1点を見れば残り2点はすべて死角。その、不可避の攻撃は鮮やかなバック宙で避けられる。

 

「──────う……………くっ!」

 

今のにすべてを賭けたのか、アリスの頬に冷や汗が滲む。

 

「えぇぇぇぇ!!避けた!?」

 

俺は目をひんむいて驚いた。

身のこなしまで冴えている、なんなんだ、この相手は!?

 

「………………さよなら」

 

突撃を外した人形たちに大きな隙が生まれる。もちろん、相手もその硬直を逃す筈がなかった。

少女がバック宙を解いて、空中から絶対に逃がすかと五寸釘を投擲。

この世で最も美しい図形である正三角形の、3つの頂点から中心へと突撃した人形ならば、外した後の軌道も綺麗な図形になるのは道理。

そこに寸分違わず細い五寸釘を投げつけるには、少女にとっては容易いことだった。

投げた五寸釘が人形たちに突き刺さる。

 

 

─────しかし、相手は忘れている。

 

相手は生きたように複雑に動く人形だが、それは所詮人形。生きてなどいない。この無機物を操作するのはアリス。アリスが素晴らしい手付きで人間らしく生きたような動作をさせているだけであって、人形を串刺しにしたところでなんの意味もない。

これが、人形師の特徴。本人に近付かない限り、絶対に有利不利は揺らがない。

まだアリスのターンは終わらない。

 

 

 

 

 

──────俺もアリスも、そう思っていた。

 

 

 

 

 

「無駄──────!!」

 

人形が釘に打たれても、なおアリスは攻撃を止めない。

人形は変わらずさっきと同じように、問題なく操れている。ならばこのまま攻撃を続けることに支障はない。

しかし──────

 

「──────ねぇ、貴女」

 

少女が呟く。

 

「……………それが、ただの釘だとでも思った?」

 

右手にトンカチを握る少女が左手からとんでもないモノを取り出した。

それは、遠くからでもわかる。

茶色い藁で編まれた、藁人形!!

 

俺たちが藁人形を認識したと同時に、藁人形が怪しい紫色の光を放つ。

俺が彼女から感じていた恐怖にも似た気配の正体はこれか!!

アレは間違いない、「呪い」だ!!

 

「……………同じ人形師として、人形の特性ぐらい、百も承知よ」

 

藁人形が紫色に禍々しく光ると同時に、アリスの人形たちに刺さっていた五寸釘も紫色の光を伴って薄く陽炎のようにゆらゆらと揺らいで消滅する。

いや、浸透していく…………?

 

「残念ね。私の弾幕は、一度当たっただけですぐには死なない。けれど、」

 

藁人形が三つに増える。

三つ……………釘が刺さったアリスの人形の数と同じだ!!

 

「ちょ、貴女まさか─────」

 

「こうすれば……………たとえ一発であろうと、【何処に当たっても】確実に死ぬ」

 

藁人形が中空に浮く。頭、両腕、両足。人の形を単調に表したまるで土偶のように単調なその記号の如し藁人形の中心に、少女の釘が向けられる。

 

「──────しまった………!!」

 

アリスは大急ぎで切り返す。

人形たちを一斉に少女の元へと突撃させるが、もう遅い。

 

「───────死ね、人形共」

 

中空に浮かせた釘をトンカチで叩く。

物凄い速度で飛んでいく三つの五寸釘は、一秒もない刹那のうちに、三体の藁人形の中心…………人間でいえば胸にあたる部分を勢いよく貫いた。

次の瞬間──────

 

「きゃぁぁぁぁぁぁぁぁ!!」

 

「うぇぇぇぇぇぇぇぇぇ!?」

 

少女に襲い掛かった人形たちが、服の内側から数えきれないほどの棘を生やしてしまった。
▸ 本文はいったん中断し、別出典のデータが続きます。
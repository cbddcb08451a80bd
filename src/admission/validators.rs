//! Validators shared by several kinds.

use std::sync::Arc;

use async_trait::async_trait;
use kube::core::admission::{AdmissionRequest, Operation};
use kube::{Resource, ResourceExt};

use super::{capitalize, ValidationFailed, Validator};
use crate::crd::shared::PersistentVolumeSpec;
use crate::resolver::CustomResourceFinder;

/// Checks that the custom resource named by a field exists in the request
/// namespace. DELETE requests and unset references pass.
pub struct ReferenceValidator<K, R>
where
    R: Resource<DynamicType = ()> + Send + Sync + 'static,
{
    noun: &'static str,
    finder: Arc<dyn CustomResourceFinder<R>>,
    reference: fn(&K) -> Option<&str>,
}

impl<K, R> ReferenceValidator<K, R>
where
    R: Resource<DynamicType = ()> + Send + Sync + 'static,
{
    /// `noun` is the lower-case display name of the referenced kind.
    pub fn new(
        noun: &'static str,
        finder: Arc<dyn CustomResourceFinder<R>>,
        reference: fn(&K) -> Option<&str>,
    ) -> Self {
        Self {
            noun,
            finder,
            reference,
        }
    }
}

#[async_trait]
impl<K, R> Validator<K> for ReferenceValidator<K, R>
where
    K: Resource + Send + Sync,
    R: Resource<DynamicType = ()> + Send + Sync + 'static,
{
    async fn validate(&self, request: &AdmissionRequest<K>) -> Result<(), ValidationFailed> {
        if matches!(request.operation, Operation::Delete) {
            return Ok(());
        }
        let Some(object) = &request.object else {
            return Ok(());
        };
        let Some(name) = (self.reference)(object) else {
            return Ok(());
        };
        let namespace = request
            .namespace
            .clone()
            .or_else(|| object.namespace())
            .unwrap_or_default();
        if self.finder.find(&namespace, name).await?.is_some() {
            return Ok(());
        }
        let message = match request.operation {
            Operation::Update => format!(
                "Cannot update to {} {name} because it doesn't exists",
                self.noun
            ),
            _ => format!("{} {name} not found", capitalize(self.noun)),
        };
        Err(ValidationFailed::invalid_reference(message))
    }
}

/// Requires a positive persistent volume size and rejects updates that
/// shrink it: claims cannot shrink.
pub struct VolumeSizeValidator<K> {
    volume: fn(&K) -> &PersistentVolumeSpec,
}

impl<K> VolumeSizeValidator<K> {
    pub fn new(volume: fn(&K) -> &PersistentVolumeSpec) -> Self {
        Self { volume }
    }
}

#[async_trait]
impl<K> Validator<K> for VolumeSizeValidator<K>
where
    K: Resource + Send + Sync,
{
    async fn validate(&self, request: &AdmissionRequest<K>) -> Result<(), ValidationFailed> {
        if !matches!(request.operation, Operation::Create | Operation::Update) {
            return Ok(());
        }
        let Some(new) = &request.object else {
            return Ok(());
        };
        let new_size = &(self.volume)(new).size;
        let new_bytes = positive_quantity(new_size).map_err(ValidationFailed::constraint_violation)?;

        let (Operation::Update, Some(old)) = (&request.operation, &request.old_object) else {
            return Ok(());
        };
        let old_size = &(self.volume)(old).size;
        // A stored size that no longer parses cannot be compared against.
        let Ok(old_bytes) = parse_quantity(old_size) else {
            return Ok(());
        };
        if new_bytes < old_bytes {
            return Err(ValidationFailed::forbidden_update(format!(
                "Persistent volume size can not be decreased from {old_size} to {new_size}"
            )));
        }
        Ok(())
    }
}

/// Parse `size` and require it to be greater than zero.
fn positive_quantity(size: &str) -> Result<u64, String> {
    match parse_quantity(size) {
        Ok(0) => Err(format!("Persistent volume size {size} must be greater than zero")),
        Ok(bytes) => Ok(bytes),
        Err(e) => Err(format!("Invalid persistent volume size {size:?}: {e}")),
    }
}

/// Parse a Kubernetes resource quantity string into bytes.
/// Supports: Ki, Mi, Gi, Ti (binary) and k, M, G, T (decimal).
fn parse_quantity(s: &str) -> Result<u64, String> {
    let s = s.trim();
    if s.is_empty() {
        return Err("empty quantity".to_string());
    }

    let num_end = s
        .find(|c: char| !c.is_ascii_digit() && c != '.')
        .unwrap_or(s.len());
    let (num_str, suffix) = s.split_at(num_end);

    let num: f64 = num_str
        .parse()
        .map_err(|e| format!("invalid number {num_str:?}: {e}"))?;

    let multiplier: u64 = match suffix {
        "" => 1,
        "Ki" => 1 << 10,
        "Mi" => 1 << 20,
        "Gi" => 1 << 30,
        "Ti" => 1 << 40,
        "k" => 1_000,
        "M" => 1_000_000,
        "G" => 1_000_000_000,
        "T" => 1_000_000_000_000,
        other => return Err(format!("unknown suffix {other:?}")),
    };

    Ok((num * multiplier as f64) as u64)
}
そして、制御を失い、内綿を撒き散らしながら地面に落ちた。

死ね、という一言から、二秒もなかった。

藁人形が釘に貫かれたら、ノータイムでアリスの人形たちが撃墜された。

 

「あ────────」

 

「は……………?」

 

え、今……………

ベタかもしれないが、状況の整理が全くつかない俺、これだけは言いたかった。

 

「え、何が起きたの?」

 

地面には、胸を貫かれて元のカタチを失った三体の人形と、胸に大穴を開けた三体の藁人形が転がっていた。